A modern day invisible man tale, Hollow Man explores the psyche of a man who is stuck in an unseen state for an extended period of time. Kevin Bacon plays the title role, slowly falling into a pit of insanity that causes him to kill, rape, and slaughter as he slowly realizes his power. All of this is done in full view of the audience and never does it shy away.
Visual effects are spectacular. The transformations are incredible, as full bodies are brought into view layer by layer. Individual organs are slowly covered by muscle tissue, then some bones, and finally skin layers. Other less noticeable yet still stunning points are the see-through mask Bacon’s character wears to give him something resembling a face. His invisible frame is covered by blood, water, and smoke, each effect more impressive than the last.
All the science is handled quickly without extended explanation.
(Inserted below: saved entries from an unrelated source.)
use super::{Row, Store, grid_to_rows, header_row};
use crate::errors::StoreError;
use crate::models::{DATA_COLUMNS, DATA_TABLE};
use async_trait::async_trait;
use serde_json::Value;
use std::collections::HashMap;
use tokio::sync::Mutex;

/// In-process store. Tables live only as long as the value.
#[derive(Default)]
pub struct MemoryStore {
    tables: Mutex<HashMap<String, Vec<Vec<Value>>>>,
}

impl MemoryStore {
    pub fn new() -> Self {
        Self::default()
    }

    /// A store holding an empty "Data" table with its header row.
    pub fn with_data_table() -> Self {
        Self::new().with_table(DATA_TABLE, vec![header_row(&DATA_COLUMNS)])
    }

    pub fn with_table(mut self, table: &str, grid: Vec<Vec<Value>>) -> Self {
        self.tables.get_mut().insert(table.to_string(), grid);
        self
    }

    /// Raw grid of `table`, header included.
    pub async fn grid(&self, table: &str) -> Option<Vec<Vec<Value>>> {
        self.tables.lock().await.get(table).cloned()
    }
}

#[async_trait]
impl Store for MemoryStore {
    fn backend_tag(&self) -> &'static str {
        "memory"
    }

    async fn get_table(&self, table: &str) -> Result<Vec<Row>, StoreError> {
        let tables = self.tables.lock().await;
        let grid = tables
            .get(table)
            .ok_or_else(|| StoreError::TableNotFound(table.to_string()))?;
        Ok(grid_to_rows(grid))
    }

    async fn append_row(&self, table: &str, values: Vec<Value>) -> Result<(), StoreError> {
        let mut tables = self.tables.lock().await;
        tables
            .get_mut(table)
            .ok_or_else(|| StoreError::TableNotFound(table.to_string()))?
            .push(values);
        Ok(())
    }

    async fn ensure_table(&self, table: &str) -> Result<(), StoreError> {
        self.tables
            .lock()
            .await
            .entry(table.to_string())
            .or_default();
        Ok(())
    }

    async fn clear_table(&self, table: &str) -> Result<(), StoreError> {
        let mut tables = self.tables.lock().await;
        tables
            .get_mut(table)
            .ok_or_else(|| StoreError::TableNotFound(table.to_string()))?
            .clear();
        Ok(())
    }

    async fn replace_all(&self, table: &str, rows: Vec<Vec<Value>>) -> Result<(), StoreError> {
        let mut tables = self.tables.lock().await;
        let grid = tables
            .get_mut(table)
            .ok_or_else(|| StoreError::TableNotFound(table.to_string()))?;
        *grid = rows;
        Ok(())
    }
}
It’s enough to set the ground work and the rules for the film and then move on. Action is intense, creepy, and well planned. However, the writers seem to have missed that Bacon’s character is invisible, not invincible. The sheer beating he takes in the finale is exciting yet utterly ridiculous even in a movie like this.
Hollow Man is easily a story worth following. Those with a weak stomach or those who are prudish should know to stay away simply by considering the director's body of work. The rest can enjoy this wildly fun thriller and the visuals that go along with it.
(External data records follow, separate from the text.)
use crate::models::{Measurement, ProgressResponse, Trend, WeeklySummary};
use chrono::Duration;

const WINDOW_DAYS: i64 = 7;

pub fn build_progress(measurements: Vec<Measurement>) -> ProgressResponse {
    let series = build_series(measurements);
    let weekly_summary = weekly_summary(&series);
    ProgressResponse {
        series,
        weekly_summary,
    }
}

/// Orders measurements by date, oldest first. Same-day rows keep their input order.
pub fn build_series(mut measurements: Vec<Measurement>) -> Vec<Measurement> {
    measurements.sort_by_key(|measurement| measurement.date);
    measurements
}

/// Summarises rows dated within the 7 days ending at the latest date.
///
/// `series` must be in ascending date order, as produced by [`build_series`].
/// The trend compares only the first and last rows of the window.
pub fn weekly_summary(series: &[Measurement]) -> Option<WeeklySummary> {
    let latest = series.iter().map(|measurement| measurement.date).max()?;
    let cutoff = latest - Duration::days(WINDOW_DAYS);

    let window: Vec<&Measurement> = series
        .iter()
        .filter(|measurement| measurement.date > cutoff)
        .collect();
    let (first, last) = (window.first()?, window.last()?);

    let count = window.len() as f64;
    let avg_weight = window.iter().map(|m| m.weight).sum::<f64>() / count;
    let avg_tummy = window.iter().map(|m| m.tummy).sum::<f64>() / count;

    let trend = if last.weight < first.weight {
        Trend::Improving
    } else {
        Trend::Steady
    };

    Some(WeeklySummary {
        window_start: cutoff + Duration::days(1),
        latest,
        entries: window.len(),
        avg_weight,
        avg_tummy,
        trend,
    })
}
use crate::coerce;
use crate::errors::StoreError;
use crate::models::{GOAL_COLUMNS, GOALS_TABLE, GoalRow, GoalSet, GoalTargets};
use crate::store::{Row, Store, cell_text, header_row};
use serde_json::Value;
use std::sync::Arc;
use tracing::info;

/// Whole-table access to the "Goals" table.
#[derive(Clone)]
pub struct GoalRepository {
    store: Arc<dyn Store>,
}

impl GoalRepository {
    pub fn new(store: Arc<dyn Store>) -> Self {
        Self { store }
    }

    /// Replaces every stored goal with `goals`. Months absent from `goals` are dropped.
    pub async fn save(&self, goals: &GoalSet) -> Result<(), StoreError> {
        self.store.ensure_table(GOALS_TABLE).await?;

        let mut rows: Vec<Vec<Value>> = Vec::with_capacity(goals.len() + 1);
        rows.push(header_row(&GOAL_COLUMNS));
        rows.extend(goals.iter().map(|goal| {
            vec![
                Value::from(goal.month.as_str()),
                Value::from(goal.targets.weight),
                Value::from(goal.targets.chest),
                Value::from(goal.targets.tummy),
                Value::from(goal.targets.glutes),
            ]
        }));

        self.store.replace_all(GOALS_TABLE, rows).await?;
        info!(months = goals.len(), "saved goals");
        Ok(())
    }

    /// Stored goals in table order; empty when no goals were ever saved.
    pub async fn list(&self) -> Result<Vec<GoalRow>, StoreError> {
        let rows = match self.store.get_table(GOALS_TABLE).await {
            Ok(rows) => rows,
            Err(StoreError::TableNotFound(_)) => return Ok(Vec::new()),
            Err(err) => return Err(err),
        };

        rows.iter()
            .enumerate()
            .map(|(idx, row)| {
                parse_row(row).map_err(|message| StoreError::data_format(GOALS_TABLE, idx + 2, message))
            })
            .collect()
    }
}

fn parse_row(row: &Row) -> Result<GoalRow, String> {
    Ok(GoalRow {
        month: coerce::field(row, "Month").map(cell_text)?,
        targets: GoalTargets {
            weight: coerce::decimal_or_zero(coerce::field(row, "Weight")?, "Weight")?,
            chest: coerce::decimal_or_zero(coerce::field(row, "Chest")?, "Chest")?,
            tummy: coerce::decimal_or_zero(coerce::field(row, "Tummy")?, "Tummy")?,
            glutes: coerce::decimal_or_zero(coerce::field(row, "Glutes")?, "Glutes")?,
        },
    })
}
Released on DVD multiple times, including a special edition on Sony’s SuperBit line, Hollow Man has high expectations on Blu-ray. It lives up to most of them. This is a razor sharp transfer, with a print free of any imperfections. Fine detail is excellent, though does begin to waver in the second half of the film. Color is bright and pure without becoming over-saturated.
Audio is nothing less than perfect. Prior to the heavy action of the finale, excellent use of the surround channels is evident in the lab as dogs bark and monkeys screech in all speakers. When Bacon becomes the Hollow Man, he moves and speaks to creep out his fellow scientists, and the experience is nothing short of being there. The ending is an all out audio assault, with heavy bass from the explosions and debris flying about through the sound field. This is what home audio was made for.
While still carrying a decent amount of extras, this Blu-ray is still missing features from the two-disc edition DVDs (including the above mentioned SuperBit). Hollow Man – Anatomy of a Thriller is a pure promo piece of little interest. The meat of the extras is a set of 15 featurettes running about 40 minutes total. Most provide excellent details on the production, especially one on the ape suit. Finally, three visual effects comparisons offer split screen view of the before and afters of key sequences.
Hollow Man has the distinction of the being the first Hollywood film from Verhoeven to land an R rating on its first pass through the MPAA. All four of his previous efforts required a resubmission to avoid a NC-17 (or in the case of RoboCop, an X). All were later released in their original form at some point on home video.